Stored records:
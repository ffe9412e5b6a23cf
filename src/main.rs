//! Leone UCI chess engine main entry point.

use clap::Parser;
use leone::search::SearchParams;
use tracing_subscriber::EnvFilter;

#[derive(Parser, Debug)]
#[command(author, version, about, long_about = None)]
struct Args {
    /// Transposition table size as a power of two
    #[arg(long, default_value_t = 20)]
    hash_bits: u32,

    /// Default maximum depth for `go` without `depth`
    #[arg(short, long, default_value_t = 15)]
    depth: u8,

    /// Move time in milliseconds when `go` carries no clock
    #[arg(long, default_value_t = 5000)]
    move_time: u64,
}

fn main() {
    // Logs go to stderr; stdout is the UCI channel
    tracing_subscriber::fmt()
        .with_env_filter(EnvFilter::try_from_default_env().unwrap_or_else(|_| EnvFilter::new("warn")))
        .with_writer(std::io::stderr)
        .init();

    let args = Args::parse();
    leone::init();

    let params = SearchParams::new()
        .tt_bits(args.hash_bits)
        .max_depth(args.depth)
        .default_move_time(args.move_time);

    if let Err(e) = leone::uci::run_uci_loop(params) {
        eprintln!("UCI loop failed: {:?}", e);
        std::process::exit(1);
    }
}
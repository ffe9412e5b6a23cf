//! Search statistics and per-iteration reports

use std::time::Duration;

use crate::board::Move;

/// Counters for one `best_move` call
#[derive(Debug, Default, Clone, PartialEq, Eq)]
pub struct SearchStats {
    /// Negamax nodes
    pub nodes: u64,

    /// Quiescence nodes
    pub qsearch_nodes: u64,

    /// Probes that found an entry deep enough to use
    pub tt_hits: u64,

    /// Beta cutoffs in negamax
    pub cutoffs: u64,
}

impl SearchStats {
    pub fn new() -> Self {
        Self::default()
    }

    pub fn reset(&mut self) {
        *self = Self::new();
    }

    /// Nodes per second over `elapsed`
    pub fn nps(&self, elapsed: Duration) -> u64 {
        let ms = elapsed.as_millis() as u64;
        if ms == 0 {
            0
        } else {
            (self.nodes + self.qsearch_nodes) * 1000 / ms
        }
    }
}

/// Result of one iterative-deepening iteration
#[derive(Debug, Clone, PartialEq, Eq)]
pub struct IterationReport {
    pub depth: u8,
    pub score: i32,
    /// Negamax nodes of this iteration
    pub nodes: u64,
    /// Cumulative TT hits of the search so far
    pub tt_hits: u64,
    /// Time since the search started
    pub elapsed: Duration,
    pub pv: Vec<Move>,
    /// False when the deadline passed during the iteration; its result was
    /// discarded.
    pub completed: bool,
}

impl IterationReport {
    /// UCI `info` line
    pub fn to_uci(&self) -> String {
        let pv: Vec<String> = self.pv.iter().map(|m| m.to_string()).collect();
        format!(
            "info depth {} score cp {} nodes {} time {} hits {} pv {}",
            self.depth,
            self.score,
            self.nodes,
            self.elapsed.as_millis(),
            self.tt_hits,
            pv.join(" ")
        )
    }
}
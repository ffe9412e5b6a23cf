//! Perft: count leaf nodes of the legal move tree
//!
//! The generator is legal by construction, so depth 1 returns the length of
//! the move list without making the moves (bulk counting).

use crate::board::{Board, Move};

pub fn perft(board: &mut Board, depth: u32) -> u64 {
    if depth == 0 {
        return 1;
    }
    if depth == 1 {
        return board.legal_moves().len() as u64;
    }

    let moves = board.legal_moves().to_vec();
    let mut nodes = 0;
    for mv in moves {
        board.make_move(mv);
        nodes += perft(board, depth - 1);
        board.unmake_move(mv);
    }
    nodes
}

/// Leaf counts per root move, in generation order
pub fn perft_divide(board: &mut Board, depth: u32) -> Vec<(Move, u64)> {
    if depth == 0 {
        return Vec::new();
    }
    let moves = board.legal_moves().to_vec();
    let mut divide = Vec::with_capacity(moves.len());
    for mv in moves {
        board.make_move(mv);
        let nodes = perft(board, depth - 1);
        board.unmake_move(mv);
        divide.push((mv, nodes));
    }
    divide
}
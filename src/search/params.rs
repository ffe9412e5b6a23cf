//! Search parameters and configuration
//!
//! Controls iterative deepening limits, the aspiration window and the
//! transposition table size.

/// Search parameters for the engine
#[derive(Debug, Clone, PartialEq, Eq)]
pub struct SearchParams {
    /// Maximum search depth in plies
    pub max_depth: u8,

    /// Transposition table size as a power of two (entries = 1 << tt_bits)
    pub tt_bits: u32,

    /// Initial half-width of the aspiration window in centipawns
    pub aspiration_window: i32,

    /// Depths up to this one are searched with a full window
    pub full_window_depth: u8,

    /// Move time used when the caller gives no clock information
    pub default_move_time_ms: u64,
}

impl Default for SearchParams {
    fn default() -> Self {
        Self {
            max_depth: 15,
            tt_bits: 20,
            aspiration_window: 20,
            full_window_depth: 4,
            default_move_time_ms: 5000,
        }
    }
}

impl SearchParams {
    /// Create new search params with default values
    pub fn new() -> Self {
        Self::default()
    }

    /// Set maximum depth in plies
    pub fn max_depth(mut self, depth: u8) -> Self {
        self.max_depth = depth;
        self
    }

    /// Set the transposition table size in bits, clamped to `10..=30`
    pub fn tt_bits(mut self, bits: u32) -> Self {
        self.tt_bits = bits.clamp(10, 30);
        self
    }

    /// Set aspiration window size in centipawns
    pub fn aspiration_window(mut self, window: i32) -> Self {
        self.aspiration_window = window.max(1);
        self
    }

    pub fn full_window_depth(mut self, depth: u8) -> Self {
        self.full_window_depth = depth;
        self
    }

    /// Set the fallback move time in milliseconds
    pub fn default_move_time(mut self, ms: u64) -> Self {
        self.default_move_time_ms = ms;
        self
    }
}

---

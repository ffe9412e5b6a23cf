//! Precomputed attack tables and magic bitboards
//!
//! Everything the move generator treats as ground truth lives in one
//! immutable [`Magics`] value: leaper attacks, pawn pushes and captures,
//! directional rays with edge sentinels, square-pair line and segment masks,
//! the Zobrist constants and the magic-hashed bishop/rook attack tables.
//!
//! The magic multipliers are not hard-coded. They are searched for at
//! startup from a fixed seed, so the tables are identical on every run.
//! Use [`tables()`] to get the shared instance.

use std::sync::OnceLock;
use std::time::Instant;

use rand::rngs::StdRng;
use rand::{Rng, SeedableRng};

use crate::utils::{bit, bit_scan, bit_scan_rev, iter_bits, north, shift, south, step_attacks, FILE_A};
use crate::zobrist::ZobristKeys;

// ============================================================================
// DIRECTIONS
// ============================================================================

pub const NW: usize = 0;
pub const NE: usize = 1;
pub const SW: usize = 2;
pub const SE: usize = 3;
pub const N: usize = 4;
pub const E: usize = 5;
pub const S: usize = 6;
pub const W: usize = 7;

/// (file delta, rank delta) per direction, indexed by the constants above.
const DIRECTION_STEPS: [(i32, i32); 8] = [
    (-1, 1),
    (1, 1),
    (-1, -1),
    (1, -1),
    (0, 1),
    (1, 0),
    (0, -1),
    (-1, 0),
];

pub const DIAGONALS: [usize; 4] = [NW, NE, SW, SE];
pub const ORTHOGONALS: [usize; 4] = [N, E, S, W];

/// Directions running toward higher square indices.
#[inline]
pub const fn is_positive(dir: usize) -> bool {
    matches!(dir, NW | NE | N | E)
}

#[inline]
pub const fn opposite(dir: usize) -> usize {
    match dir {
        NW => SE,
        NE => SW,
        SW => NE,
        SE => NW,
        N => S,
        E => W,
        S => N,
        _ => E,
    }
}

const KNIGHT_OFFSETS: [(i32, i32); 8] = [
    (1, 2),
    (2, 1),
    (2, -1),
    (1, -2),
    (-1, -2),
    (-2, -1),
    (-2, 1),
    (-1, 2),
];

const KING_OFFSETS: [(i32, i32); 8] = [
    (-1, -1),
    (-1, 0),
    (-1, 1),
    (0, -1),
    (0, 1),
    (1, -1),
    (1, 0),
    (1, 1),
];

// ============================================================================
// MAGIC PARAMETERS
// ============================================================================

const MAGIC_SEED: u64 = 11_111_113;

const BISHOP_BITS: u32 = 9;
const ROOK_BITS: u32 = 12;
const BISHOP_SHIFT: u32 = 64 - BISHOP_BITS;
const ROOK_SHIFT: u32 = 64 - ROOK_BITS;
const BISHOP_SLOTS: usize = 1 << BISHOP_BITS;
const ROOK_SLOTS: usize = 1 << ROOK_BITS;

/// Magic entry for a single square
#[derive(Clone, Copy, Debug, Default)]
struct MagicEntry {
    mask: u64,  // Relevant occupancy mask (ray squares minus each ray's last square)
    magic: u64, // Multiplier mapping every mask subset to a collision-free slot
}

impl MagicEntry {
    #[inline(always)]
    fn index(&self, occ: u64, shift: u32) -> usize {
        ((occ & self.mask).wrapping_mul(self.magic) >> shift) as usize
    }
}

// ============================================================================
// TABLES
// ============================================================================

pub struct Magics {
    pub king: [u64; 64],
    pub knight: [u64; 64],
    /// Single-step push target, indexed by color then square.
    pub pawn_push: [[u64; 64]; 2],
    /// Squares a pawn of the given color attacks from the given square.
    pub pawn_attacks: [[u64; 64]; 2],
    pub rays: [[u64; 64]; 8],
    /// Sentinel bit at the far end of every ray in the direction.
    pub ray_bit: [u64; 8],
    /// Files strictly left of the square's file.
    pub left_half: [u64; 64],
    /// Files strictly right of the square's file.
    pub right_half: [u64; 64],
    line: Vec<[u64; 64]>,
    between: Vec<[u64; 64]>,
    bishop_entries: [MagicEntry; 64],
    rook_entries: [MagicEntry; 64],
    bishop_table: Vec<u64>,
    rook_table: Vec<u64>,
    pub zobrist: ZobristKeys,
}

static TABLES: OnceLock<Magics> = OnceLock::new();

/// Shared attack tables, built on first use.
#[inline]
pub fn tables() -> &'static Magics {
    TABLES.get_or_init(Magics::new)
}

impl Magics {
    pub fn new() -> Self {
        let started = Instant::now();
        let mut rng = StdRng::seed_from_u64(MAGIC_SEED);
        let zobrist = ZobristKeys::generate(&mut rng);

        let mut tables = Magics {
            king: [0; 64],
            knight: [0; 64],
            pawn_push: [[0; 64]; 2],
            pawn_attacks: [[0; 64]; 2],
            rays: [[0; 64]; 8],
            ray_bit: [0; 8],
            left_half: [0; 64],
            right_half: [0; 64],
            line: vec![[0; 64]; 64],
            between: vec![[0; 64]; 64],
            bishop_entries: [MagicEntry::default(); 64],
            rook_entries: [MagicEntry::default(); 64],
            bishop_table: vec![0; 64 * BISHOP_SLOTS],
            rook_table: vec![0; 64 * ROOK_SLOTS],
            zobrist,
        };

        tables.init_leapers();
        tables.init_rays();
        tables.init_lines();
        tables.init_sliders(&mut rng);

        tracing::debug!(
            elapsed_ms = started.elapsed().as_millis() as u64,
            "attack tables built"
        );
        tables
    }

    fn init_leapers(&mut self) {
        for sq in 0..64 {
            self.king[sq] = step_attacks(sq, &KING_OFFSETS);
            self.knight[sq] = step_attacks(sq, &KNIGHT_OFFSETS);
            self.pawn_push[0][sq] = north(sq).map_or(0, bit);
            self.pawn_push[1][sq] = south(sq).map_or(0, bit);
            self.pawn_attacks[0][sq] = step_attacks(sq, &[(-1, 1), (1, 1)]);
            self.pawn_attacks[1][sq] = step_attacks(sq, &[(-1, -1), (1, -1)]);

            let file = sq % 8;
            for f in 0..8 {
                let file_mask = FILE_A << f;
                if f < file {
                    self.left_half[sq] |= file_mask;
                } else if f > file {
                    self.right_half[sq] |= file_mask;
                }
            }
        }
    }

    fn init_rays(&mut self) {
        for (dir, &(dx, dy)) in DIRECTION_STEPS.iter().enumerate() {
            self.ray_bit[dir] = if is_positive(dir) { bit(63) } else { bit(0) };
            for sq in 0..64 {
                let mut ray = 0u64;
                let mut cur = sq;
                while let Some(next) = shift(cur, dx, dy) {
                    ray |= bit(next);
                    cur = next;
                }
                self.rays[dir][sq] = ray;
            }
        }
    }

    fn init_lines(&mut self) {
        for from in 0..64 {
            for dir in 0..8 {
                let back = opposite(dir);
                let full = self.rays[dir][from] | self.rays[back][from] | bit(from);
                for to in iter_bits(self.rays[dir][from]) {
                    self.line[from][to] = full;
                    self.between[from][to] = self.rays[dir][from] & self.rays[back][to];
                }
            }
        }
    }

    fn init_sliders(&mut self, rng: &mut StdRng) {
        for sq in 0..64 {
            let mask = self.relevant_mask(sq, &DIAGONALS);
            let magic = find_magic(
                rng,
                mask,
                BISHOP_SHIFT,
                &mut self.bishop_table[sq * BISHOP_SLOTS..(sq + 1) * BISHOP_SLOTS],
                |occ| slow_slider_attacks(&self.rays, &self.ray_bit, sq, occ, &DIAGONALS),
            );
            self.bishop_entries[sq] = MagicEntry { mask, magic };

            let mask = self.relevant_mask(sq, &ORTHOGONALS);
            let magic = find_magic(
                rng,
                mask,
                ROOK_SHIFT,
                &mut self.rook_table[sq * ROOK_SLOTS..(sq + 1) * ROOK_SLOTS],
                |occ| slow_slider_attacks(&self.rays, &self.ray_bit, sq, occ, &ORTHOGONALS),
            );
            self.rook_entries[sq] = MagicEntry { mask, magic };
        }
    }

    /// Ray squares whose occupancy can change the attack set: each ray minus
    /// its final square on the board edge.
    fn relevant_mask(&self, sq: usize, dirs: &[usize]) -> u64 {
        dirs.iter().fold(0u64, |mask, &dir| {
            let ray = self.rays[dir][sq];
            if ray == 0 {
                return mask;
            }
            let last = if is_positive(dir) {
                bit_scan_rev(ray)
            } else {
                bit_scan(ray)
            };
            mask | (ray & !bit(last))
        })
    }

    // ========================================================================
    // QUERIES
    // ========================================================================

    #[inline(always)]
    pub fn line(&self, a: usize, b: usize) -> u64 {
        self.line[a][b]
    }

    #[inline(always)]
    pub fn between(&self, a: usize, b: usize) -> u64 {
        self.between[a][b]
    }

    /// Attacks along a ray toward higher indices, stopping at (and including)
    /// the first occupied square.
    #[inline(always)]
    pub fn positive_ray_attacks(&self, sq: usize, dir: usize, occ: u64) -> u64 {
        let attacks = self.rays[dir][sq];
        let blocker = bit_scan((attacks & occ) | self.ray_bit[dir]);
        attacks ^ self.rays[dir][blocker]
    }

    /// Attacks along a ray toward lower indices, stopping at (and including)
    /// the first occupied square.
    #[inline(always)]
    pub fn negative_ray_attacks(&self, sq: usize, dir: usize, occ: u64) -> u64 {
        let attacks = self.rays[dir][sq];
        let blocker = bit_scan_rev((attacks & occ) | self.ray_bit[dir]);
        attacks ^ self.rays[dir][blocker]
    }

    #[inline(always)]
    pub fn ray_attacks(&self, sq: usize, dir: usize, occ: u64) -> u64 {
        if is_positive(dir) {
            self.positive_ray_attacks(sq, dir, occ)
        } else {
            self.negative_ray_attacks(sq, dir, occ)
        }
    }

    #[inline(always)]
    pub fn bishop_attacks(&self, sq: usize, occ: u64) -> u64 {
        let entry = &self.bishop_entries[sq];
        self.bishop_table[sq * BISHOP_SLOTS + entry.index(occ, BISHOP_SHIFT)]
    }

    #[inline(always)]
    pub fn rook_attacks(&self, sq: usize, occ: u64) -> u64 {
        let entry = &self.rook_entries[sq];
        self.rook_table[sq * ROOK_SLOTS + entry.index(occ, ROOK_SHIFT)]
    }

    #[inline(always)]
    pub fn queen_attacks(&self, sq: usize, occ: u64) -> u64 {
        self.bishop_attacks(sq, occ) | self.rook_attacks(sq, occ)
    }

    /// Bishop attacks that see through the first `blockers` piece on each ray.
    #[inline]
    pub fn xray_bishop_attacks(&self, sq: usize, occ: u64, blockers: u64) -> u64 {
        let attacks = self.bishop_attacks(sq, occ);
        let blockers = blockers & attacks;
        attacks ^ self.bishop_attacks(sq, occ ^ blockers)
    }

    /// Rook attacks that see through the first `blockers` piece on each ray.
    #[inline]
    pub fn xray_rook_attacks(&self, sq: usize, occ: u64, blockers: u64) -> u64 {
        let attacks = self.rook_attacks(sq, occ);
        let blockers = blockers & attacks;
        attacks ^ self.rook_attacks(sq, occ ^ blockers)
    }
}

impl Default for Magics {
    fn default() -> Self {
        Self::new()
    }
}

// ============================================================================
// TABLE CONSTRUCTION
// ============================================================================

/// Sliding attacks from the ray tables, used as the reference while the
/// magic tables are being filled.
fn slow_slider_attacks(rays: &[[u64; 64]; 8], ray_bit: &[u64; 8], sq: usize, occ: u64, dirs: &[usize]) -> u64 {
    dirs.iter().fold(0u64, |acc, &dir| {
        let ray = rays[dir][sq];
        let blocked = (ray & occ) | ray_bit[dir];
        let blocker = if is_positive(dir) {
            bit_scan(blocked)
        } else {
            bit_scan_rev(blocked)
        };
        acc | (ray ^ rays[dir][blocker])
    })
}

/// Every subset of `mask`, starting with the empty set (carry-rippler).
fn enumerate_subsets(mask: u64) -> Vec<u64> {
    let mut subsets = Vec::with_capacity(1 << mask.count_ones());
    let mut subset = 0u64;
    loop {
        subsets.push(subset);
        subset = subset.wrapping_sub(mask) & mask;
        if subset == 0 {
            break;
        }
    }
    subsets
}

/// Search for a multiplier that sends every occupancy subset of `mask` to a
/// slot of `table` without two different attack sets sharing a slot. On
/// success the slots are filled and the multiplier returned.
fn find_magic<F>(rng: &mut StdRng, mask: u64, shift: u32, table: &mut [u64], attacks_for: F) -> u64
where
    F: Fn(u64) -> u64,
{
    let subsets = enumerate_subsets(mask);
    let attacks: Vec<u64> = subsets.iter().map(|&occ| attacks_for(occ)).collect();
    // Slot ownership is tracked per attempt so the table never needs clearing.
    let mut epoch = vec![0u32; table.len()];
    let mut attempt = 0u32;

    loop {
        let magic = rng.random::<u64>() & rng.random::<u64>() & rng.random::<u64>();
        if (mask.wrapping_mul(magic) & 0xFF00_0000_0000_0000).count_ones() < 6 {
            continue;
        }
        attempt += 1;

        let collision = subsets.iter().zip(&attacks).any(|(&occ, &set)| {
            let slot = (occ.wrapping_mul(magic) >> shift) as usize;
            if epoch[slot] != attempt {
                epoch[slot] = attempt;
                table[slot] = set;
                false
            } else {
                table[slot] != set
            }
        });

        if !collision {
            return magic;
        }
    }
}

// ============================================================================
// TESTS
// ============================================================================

# EXERCISE REQUIREMENTS:
Look above for the line holding "for f in 0..8" and the line holding "self.line[from][to] = full;". Retype both, and every line between them, word for word and nothing else.

# WRITTEN ANSWER:
            for f in 0..8 {
                let file_mask = FILE_A << f;
                if f < file {
                    self.left_half[sq] |= file_mask;
                } else if f > file {
                    self.right_half[sq] |= file_mask;
                }
            }
        }
    }

    fn init_rays(&mut self) {
        for (dir, &(dx, dy)) in DIRECTION_STEPS.iter().enumerate() {
            self.ray_bit[dir] = if is_positive(dir) { bit(63) } else { bit(0) };
            for sq in 0..64 {
                let mut ray = 0u64;
                let mut cur = sq;
                while let Some(next) = shift(cur, dx, dy) {
                    ray |= bit(next);
                    cur = next;
                }
                self.rays[dir][sq] = ray;
            }
        }
    }

    fn init_lines(&mut self) {
        for from in 0..64 {
            for dir in 0..8 {
                let back = opposite(dir);
                let full = self.rays[dir][from] | self.rays[back][from] | bit(from);
                for to in iter_bits(self.rays[dir][from]) {
                    self.line[from][to] = full;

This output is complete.